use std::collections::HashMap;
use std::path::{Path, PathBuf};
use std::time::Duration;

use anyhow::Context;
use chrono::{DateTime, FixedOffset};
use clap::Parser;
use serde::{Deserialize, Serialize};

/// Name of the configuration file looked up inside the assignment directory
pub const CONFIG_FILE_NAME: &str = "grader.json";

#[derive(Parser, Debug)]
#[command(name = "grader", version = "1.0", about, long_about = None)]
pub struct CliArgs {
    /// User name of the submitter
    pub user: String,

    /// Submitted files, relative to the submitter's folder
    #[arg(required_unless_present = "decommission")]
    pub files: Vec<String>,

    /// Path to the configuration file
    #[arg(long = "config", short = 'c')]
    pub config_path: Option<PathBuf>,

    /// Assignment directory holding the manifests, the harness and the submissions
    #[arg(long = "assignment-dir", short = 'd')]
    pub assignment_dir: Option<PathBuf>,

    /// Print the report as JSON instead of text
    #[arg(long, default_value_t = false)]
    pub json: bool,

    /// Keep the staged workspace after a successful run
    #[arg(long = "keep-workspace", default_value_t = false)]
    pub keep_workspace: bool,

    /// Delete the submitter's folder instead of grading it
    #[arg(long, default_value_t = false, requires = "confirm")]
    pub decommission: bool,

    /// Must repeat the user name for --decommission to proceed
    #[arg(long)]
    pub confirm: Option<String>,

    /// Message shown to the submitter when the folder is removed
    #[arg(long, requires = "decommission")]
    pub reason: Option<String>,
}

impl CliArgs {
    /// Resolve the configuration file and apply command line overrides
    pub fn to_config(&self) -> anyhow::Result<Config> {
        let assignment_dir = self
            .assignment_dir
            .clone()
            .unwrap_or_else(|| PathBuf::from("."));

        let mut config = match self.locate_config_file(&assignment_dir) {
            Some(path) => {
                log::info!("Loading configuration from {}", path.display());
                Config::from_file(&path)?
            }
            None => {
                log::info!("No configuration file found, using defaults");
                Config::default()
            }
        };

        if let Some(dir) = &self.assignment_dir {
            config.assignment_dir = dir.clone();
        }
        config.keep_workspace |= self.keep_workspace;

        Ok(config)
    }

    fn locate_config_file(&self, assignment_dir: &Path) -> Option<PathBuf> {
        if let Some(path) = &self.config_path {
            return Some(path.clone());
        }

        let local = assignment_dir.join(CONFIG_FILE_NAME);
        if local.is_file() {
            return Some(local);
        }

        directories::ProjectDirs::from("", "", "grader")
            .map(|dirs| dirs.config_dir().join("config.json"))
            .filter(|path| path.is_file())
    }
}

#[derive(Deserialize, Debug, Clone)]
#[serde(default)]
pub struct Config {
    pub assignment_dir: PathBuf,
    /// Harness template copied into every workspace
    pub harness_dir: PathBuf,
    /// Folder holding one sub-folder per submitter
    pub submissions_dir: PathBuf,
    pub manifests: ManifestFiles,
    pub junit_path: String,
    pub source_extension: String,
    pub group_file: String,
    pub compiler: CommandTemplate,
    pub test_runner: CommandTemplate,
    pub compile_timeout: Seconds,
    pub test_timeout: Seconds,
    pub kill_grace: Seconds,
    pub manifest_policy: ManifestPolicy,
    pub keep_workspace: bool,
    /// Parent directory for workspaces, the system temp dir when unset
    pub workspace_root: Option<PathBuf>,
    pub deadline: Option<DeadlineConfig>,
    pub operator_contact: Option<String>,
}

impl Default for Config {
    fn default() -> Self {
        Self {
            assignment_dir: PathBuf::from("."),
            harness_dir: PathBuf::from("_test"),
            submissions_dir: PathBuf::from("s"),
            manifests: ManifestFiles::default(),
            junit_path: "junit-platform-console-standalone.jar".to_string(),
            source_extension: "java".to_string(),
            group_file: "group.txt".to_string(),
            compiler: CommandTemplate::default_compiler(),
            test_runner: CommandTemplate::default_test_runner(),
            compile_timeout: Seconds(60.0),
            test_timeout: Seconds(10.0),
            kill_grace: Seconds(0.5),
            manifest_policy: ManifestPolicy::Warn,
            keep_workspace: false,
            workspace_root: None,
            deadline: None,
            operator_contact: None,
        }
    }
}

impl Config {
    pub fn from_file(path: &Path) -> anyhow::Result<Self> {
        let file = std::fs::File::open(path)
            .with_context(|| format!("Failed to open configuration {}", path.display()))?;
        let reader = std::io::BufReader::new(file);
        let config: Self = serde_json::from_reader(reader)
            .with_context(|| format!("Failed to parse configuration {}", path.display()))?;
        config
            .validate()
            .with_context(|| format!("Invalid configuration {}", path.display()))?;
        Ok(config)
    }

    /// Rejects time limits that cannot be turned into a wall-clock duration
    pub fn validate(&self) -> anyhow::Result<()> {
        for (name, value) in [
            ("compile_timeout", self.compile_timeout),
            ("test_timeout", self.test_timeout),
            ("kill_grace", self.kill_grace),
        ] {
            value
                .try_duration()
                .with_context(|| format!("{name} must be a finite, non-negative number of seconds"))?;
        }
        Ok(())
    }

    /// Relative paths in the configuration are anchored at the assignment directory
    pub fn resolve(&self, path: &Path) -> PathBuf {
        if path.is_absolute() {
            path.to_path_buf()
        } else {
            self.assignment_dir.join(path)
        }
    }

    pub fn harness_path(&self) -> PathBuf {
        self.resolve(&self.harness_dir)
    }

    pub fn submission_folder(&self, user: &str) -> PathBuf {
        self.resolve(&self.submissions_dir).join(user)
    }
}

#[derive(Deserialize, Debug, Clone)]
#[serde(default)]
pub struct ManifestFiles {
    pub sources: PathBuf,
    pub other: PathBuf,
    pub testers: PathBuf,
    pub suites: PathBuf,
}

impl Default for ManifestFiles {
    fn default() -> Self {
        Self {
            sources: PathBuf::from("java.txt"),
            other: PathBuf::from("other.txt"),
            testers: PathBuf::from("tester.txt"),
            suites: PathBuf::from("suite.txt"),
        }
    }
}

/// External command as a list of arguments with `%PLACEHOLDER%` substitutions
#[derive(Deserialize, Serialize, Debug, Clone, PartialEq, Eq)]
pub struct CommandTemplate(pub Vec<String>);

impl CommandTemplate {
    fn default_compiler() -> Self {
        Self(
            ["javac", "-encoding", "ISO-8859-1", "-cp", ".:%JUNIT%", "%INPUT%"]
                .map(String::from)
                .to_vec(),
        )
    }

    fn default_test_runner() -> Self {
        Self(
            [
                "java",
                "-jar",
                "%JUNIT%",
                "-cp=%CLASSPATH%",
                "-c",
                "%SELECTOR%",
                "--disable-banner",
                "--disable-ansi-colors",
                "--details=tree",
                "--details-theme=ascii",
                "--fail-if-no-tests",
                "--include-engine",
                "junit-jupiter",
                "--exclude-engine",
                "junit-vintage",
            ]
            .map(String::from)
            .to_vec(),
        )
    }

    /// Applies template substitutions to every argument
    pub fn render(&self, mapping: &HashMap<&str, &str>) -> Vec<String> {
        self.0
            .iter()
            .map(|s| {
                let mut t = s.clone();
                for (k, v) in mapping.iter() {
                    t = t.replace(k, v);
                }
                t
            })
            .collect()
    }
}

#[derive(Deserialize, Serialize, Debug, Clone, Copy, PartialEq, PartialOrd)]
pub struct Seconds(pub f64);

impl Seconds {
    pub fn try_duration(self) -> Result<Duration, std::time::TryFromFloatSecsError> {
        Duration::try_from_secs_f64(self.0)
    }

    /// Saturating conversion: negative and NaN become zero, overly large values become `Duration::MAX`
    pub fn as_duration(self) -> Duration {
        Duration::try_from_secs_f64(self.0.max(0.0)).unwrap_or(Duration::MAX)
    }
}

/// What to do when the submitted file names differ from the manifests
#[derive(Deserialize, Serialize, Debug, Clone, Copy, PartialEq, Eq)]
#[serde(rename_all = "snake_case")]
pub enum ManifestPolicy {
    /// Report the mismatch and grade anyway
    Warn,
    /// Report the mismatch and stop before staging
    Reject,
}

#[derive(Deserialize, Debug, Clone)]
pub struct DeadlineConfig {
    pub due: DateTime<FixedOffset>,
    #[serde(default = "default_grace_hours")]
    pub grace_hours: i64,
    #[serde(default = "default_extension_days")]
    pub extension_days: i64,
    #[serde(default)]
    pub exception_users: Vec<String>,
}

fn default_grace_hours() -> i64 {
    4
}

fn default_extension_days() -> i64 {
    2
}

....................

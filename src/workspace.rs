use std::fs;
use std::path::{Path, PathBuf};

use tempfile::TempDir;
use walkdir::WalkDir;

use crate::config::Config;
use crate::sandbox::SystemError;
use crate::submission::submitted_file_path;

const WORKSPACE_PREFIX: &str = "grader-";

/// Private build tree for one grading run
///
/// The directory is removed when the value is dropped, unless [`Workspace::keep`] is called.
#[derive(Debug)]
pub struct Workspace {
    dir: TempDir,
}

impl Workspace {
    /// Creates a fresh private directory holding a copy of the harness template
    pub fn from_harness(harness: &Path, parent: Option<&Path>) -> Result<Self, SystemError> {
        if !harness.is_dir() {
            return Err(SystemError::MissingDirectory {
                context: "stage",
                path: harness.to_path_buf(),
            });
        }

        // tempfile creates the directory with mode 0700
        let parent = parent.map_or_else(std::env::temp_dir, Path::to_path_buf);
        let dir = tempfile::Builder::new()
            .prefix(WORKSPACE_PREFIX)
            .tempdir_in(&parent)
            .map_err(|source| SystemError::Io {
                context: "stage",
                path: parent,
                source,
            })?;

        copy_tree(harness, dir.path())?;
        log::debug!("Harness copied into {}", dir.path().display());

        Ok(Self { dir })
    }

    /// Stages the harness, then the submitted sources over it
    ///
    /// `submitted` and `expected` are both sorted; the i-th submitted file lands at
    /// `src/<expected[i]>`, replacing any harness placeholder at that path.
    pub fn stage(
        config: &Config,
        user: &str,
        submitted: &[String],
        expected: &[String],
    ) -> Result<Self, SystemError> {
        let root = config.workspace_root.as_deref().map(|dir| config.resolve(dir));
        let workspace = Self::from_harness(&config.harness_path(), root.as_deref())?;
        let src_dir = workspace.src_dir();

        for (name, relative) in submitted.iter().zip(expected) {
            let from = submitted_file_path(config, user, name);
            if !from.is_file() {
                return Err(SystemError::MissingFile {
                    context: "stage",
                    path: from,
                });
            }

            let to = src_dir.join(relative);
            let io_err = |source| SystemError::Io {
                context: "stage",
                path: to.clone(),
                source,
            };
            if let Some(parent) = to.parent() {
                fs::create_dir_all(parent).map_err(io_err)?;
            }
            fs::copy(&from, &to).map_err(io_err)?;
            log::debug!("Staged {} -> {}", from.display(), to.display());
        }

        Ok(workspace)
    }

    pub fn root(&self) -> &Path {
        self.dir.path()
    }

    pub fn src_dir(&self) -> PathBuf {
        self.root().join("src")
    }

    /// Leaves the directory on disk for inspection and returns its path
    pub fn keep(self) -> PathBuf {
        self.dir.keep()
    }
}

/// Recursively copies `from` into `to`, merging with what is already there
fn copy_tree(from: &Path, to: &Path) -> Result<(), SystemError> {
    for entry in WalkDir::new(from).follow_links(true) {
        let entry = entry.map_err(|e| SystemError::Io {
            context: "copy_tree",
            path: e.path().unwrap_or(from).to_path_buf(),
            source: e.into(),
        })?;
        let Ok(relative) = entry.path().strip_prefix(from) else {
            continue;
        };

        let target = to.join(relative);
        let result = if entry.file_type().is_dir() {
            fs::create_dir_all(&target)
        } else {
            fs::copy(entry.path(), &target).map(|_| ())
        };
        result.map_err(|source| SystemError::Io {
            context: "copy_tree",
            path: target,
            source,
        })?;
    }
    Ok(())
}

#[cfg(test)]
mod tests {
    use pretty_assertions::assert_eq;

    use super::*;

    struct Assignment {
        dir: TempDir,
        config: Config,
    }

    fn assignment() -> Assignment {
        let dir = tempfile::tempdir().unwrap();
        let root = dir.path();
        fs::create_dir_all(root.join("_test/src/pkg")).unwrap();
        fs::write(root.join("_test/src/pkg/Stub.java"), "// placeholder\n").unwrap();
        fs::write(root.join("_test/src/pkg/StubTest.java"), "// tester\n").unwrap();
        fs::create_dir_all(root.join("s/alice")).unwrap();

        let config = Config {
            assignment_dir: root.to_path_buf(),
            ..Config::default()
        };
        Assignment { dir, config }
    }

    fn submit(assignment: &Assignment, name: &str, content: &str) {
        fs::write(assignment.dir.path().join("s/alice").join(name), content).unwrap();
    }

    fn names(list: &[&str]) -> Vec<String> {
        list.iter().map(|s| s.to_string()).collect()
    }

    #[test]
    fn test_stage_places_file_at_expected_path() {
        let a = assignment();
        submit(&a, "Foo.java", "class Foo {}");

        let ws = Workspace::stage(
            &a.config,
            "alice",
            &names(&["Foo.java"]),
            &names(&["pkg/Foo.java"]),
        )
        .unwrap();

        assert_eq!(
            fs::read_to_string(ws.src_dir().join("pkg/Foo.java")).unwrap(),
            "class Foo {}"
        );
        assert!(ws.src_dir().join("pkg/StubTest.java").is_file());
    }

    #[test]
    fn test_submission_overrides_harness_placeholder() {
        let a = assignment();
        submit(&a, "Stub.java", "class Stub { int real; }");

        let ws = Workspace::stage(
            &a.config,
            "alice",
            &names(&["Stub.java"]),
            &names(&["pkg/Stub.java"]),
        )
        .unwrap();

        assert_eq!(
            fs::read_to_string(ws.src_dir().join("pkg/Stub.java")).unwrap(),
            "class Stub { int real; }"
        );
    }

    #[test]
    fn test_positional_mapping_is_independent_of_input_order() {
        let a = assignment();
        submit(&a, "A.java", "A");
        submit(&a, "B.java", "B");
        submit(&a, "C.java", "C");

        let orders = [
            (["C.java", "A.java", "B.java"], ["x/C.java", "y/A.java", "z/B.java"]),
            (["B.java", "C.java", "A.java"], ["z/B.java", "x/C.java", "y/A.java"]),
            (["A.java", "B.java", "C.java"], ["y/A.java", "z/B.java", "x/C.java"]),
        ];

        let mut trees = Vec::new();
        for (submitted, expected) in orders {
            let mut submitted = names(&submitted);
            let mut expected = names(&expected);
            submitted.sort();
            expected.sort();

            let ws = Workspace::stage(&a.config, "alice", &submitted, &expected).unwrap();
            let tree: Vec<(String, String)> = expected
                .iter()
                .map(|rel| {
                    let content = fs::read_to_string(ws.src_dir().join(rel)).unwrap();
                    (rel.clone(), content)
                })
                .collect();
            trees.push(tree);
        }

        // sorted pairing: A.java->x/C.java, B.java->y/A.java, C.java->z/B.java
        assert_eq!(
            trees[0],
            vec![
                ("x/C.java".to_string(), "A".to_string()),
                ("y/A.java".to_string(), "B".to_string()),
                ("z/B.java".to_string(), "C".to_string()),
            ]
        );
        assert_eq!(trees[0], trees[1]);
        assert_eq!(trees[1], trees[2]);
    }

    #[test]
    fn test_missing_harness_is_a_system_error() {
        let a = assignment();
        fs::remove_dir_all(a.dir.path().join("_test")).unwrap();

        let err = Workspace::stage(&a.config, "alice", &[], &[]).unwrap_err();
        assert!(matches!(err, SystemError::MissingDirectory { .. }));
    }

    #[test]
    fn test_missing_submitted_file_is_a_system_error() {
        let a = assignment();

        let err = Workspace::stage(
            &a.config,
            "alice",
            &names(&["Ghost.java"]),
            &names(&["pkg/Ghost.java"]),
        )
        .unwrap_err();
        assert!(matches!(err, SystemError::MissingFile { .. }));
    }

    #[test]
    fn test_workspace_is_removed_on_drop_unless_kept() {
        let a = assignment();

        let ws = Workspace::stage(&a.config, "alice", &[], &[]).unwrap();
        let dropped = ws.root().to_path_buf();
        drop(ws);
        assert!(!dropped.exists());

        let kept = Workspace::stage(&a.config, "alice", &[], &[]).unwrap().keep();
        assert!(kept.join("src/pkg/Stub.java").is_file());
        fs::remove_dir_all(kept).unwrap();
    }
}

....................

■ **PROMPT**
Within the entries above, find every line where the string "format" occurs, and copy it.

■ **RESPONSE AREA**
            .with_context(|| format!("Failed to open configuration {}", path.display()))?;
            .with_context(|| format!("Failed to parse configuration {}", path.display()))?;
            .with_context(|| format!("Invalid configuration {}", path.display()))?;
                .with_context(|| format!("{name} must be a finite, non-negative number of seconds"))?;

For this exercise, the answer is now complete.